O pós do ex

12 de Abril de 2009

Primeiro você se transforma na Revolta. Tira o commited do Orkut, deleta todas as fotos dele, se escabela toda e xinga o maldito até sua décima quinta geração de parentes. Faz uma fogueira numa lata de Nescau e queima cartas, fotos, aquele primeiro papel de bala que ele te deu quando vocês ainda eram só amigos e todo e qualquer vestígio de que aquele canalha passou pela sua vida, incluindo a aliança que teima em não sair do seu dedo. Depois, você assume a Mágoa. Começa a sentir falta do cheiro, do gosto, dos telefonemas, de comentar aquele programa que vocês sempre viam deitados no sofá no domingo a noite, de alguém que entenda o que quer dizer aquela palavra que vocês criaram juntos.
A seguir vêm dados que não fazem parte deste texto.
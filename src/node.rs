// 该文件是 Kuangtu （框图） 项目的一部分。
// src/node.rs - 消息流节点
//
// 本文件根据 Apache 许可证第 2.0 版（以下简称“许可证”）授权使用；
// 除非遵守该许可证条款，否则您不得使用本文件。
// 您可通过以下网址获取许可证副本：
// http://www.apache.org/licenses/LICENSE-2.0
// 除非适用法律要求或书面同意，根据本许可协议分发的软件均按“原样”提供，
// 不附带任何形式的明示或暗示的保证或条件。
// 有关许可权限与限制的具体条款，请参阅本许可协议。
//
// Copyright (C) 2026 Johann Li <me@qinka.pro>, Wareless Group

//! # 消息流节点
//!
//! 把后处理和绘制包装成收一条消息、回一条消息的节点。消息是任意 JSON，
//! 输入数据所在的字段由构造时绑定的 [`FieldSelector`] 决定，
//! 回复统一为 `{"payload": ...}`。
//!
//! 节点之间不共享状态，一个请求失败不会影响之后的请求。

use serde_json::Value;
use thiserror::Error;

use crate::model::DetectionError;
#[cfg(feature = "render")]
use crate::output::RenderError;

mod message;
mod post_object_detection;

#[cfg(feature = "render")]
mod bbox_image;

pub use self::message::FieldSelector;
pub use self::post_object_detection::PostObjectDetectionNode;

#[cfg(feature = "render")]
pub use self::bbox_image::BBoxImageNode;

#[derive(Error, Debug)]
pub enum NodeError {
  #[error("消息中缺少字段: {0}")]
  MissingField(String),
  #[error("消息字段格式错误: {0}")]
  InvalidPayload(#[from] serde_json::Error),
  #[error("I/O 错误: {0}")]
  IoError(#[from] std::io::Error),
  #[error("后处理错误: {0}")]
  Detection(#[from] DetectionError),
  #[cfg(feature = "render")]
  #[error("绘制错误: {0}")]
  Render(#[from] RenderError),
}

/// 宿主消息流中的一个处理单元
pub trait Node {
  type Error;

  fn handle_request(&mut self, message: &Value) -> Result<Value, Self::Error>;

  fn shutdown(&mut self) {}
}

/// 把结果包装成回复消息
pub fn reply(payload: Value) -> Value {
  serde_json::json!({ "payload": payload })
}
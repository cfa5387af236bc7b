// 该文件是 Kuangtu （框图） 项目的一部分。
// src/model/build.rs - 构造检测结果
//
// 本文件根据 Apache 许可证第 2.0 版（以下简称“许可证”）授权使用；
// 除非遵守该许可证条款，否则您不得使用本文件。
// 您可通过以下网址获取许可证副本：
// http://www.apache.org/licenses/LICENSE-2.0
// 除非适用法律要求或书面同意，根据本许可协议分发的软件均按“原样”提供，
// 不附带任何形式的明示或暗示的保证或条件。
// 有关许可权限与限制的具体条款，请参阅本许可协议。
//
// Copyright (C) 2026 Johann Li <me@qinka.pro>, Wareless Group

use super::{BOX_COORDS, DetectedObject, DetectionError};
use crate::label::LabelLookup;

/// 按 `indices` 的顺序把保留的框转换为检测结果
///
/// 模型输出的框是 `[y1, x1, y2, x2]`，结果是 `[x, y, width, height]`。
pub fn build_detections<L: LabelLookup + ?Sized>(
  raw_boxes: &[f32],
  best_scores: &[f32],
  indices: &[usize],
  best_classes: &[usize],
  labels: &L,
) -> Result<Vec<DetectedObject>, DetectionError> {
  let len = best_scores.len();
  if best_classes.len() != len {
    return Err(DetectionError::ShapeMismatch {
      what: "classes",
      expected: len,
      actual: best_classes.len(),
    });
  }
  if raw_boxes.len() != len * BOX_COORDS {
    return Err(DetectionError::ShapeMismatch {
      what: "boxes",
      expected: len * BOX_COORDS,
      actual: raw_boxes.len(),
    });
  }

  indices
    .iter()
    .map(|&index| {
      if index >= len {
        return Err(DetectionError::IndexOutOfRange { index, len });
      }
      let base = index * BOX_COORDS;
      let (y1, x1, y2, x2) = (
        raw_boxes[base],
        raw_boxes[base + 1],
        raw_boxes[base + 2],
        raw_boxes[base + 3],
      );
      Ok(DetectedObject {
        bbox: [x1, y1, x2 - x1, y2 - y1],
        class_name: labels.lookup(best_classes[index]),
        score: best_scores[index],
      })
    })
    .collect()
}

#[cfg(test)]
mod tests {
  use super::*;
  use crate::label::ClassNames;

  fn assert_bbox(actual: [f32; 4], expected: [f32; 4]) {
    for (a, e) in actual.iter().zip(expected.iter()) {
      assert!((a - e).abs() < 1e-6, "{:?} != {:?}", actual, expected);
    }
  }

  #[test]
  fn reorders_axes_and_derives_size() {
    let objects =
      build_detections(&[0.2, 0.1, 0.6, 0.5], &[0.9], &[0], &[3], &ClassNames::Index).unwrap();
    assert_eq!(objects.len(), 1);
    assert_bbox(objects[0].bbox, [0.1, 0.2, 0.4, 0.4]);
    assert_eq!(objects[0].class_name, "3");
    assert_eq!(objects[0].score, 0.9);
  }

  #[test]
  fn non_square_box_keeps_width_and_height_apart() {
    // 高 0.5, 宽 0.2
    let objects =
      build_detections(&[0.1, 0.3, 0.6, 0.5], &[0.7], &[0], &[0], &ClassNames::Index).unwrap();
    assert_bbox(objects[0].bbox, [0.3, 0.1, 0.2, 0.5]);
  }

  #[test]
  fn order_follows_indices() {
    let boxes = [
      0.0, 0.0, 0.1, 0.1, //
      0.2, 0.2, 0.4, 0.4, //
      0.5, 0.5, 0.9, 0.9,
    ];
    let scores = [0.3, 0.6, 0.123_456_7];
    let names = ClassNames::from_json_str(r#"["cat", "dog"]"#).unwrap();
    let objects = build_detections(&boxes, &scores, &[2, 0], &[1, 1, 0], &names).unwrap();

    assert_eq!(objects[0].class_name, "cat");
    assert_eq!(objects[0].score, 0.123_456_7);
    assert_bbox(objects[0].bbox, [0.5, 0.5, 0.4, 0.4]);
    assert_eq!(objects[1].class_name, "dog");
  }

  #[test]
  fn bad_indices_are_rejected() {
    assert_eq!(
      build_detections(&[0.0, 0.0, 1.0, 1.0], &[0.9], &[1], &[0], &ClassNames::Index),
      Err(DetectionError::IndexOutOfRange { index: 1, len: 1 })
    );
    assert!(matches!(
      build_detections(&[0.0, 0.0, 1.0], &[0.9], &[0], &[0], &ClassNames::Index),
      Err(DetectionError::ShapeMismatch { what: "boxes", .. })
    ));
  }
}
Você até tenta resgatar algumas poucas coisas da lata de Nescau, mas é em vão. Você se torna a Depressão. E, pior, faz força pra continuar sendo ela. Se joga nas caixas de chocolate, aluga pela sétima vez na locadora Um Amor Pra Recordar e ouve incalsavelmente todas as versões de Fico assim sem você da Adriana Calcanhoto. Só com sax, só com piano, gospel, forró, indiana. Chorando abraçada com o maior ursinho de pelúcia que ele te deu em todas, claro. Você olha pra aliança e chora. Você come, e chora. Você assiste Tom e Jerry e chora. Você respira, e… chora mais um pouco. Até o momento em que você não tem mais 80% de água no corpo, e sim 5% e resolve que você vai voltar a ser Mais Você. Porque no fim, é como a TPM. Existem receitas para amenizar, mas não mágicas para sumir. Acontece, você querendo ou não. É humano. Dói, irrita, dá depressão e tudo que você não quer é passar por aquilo de novo. Mas a vida continua.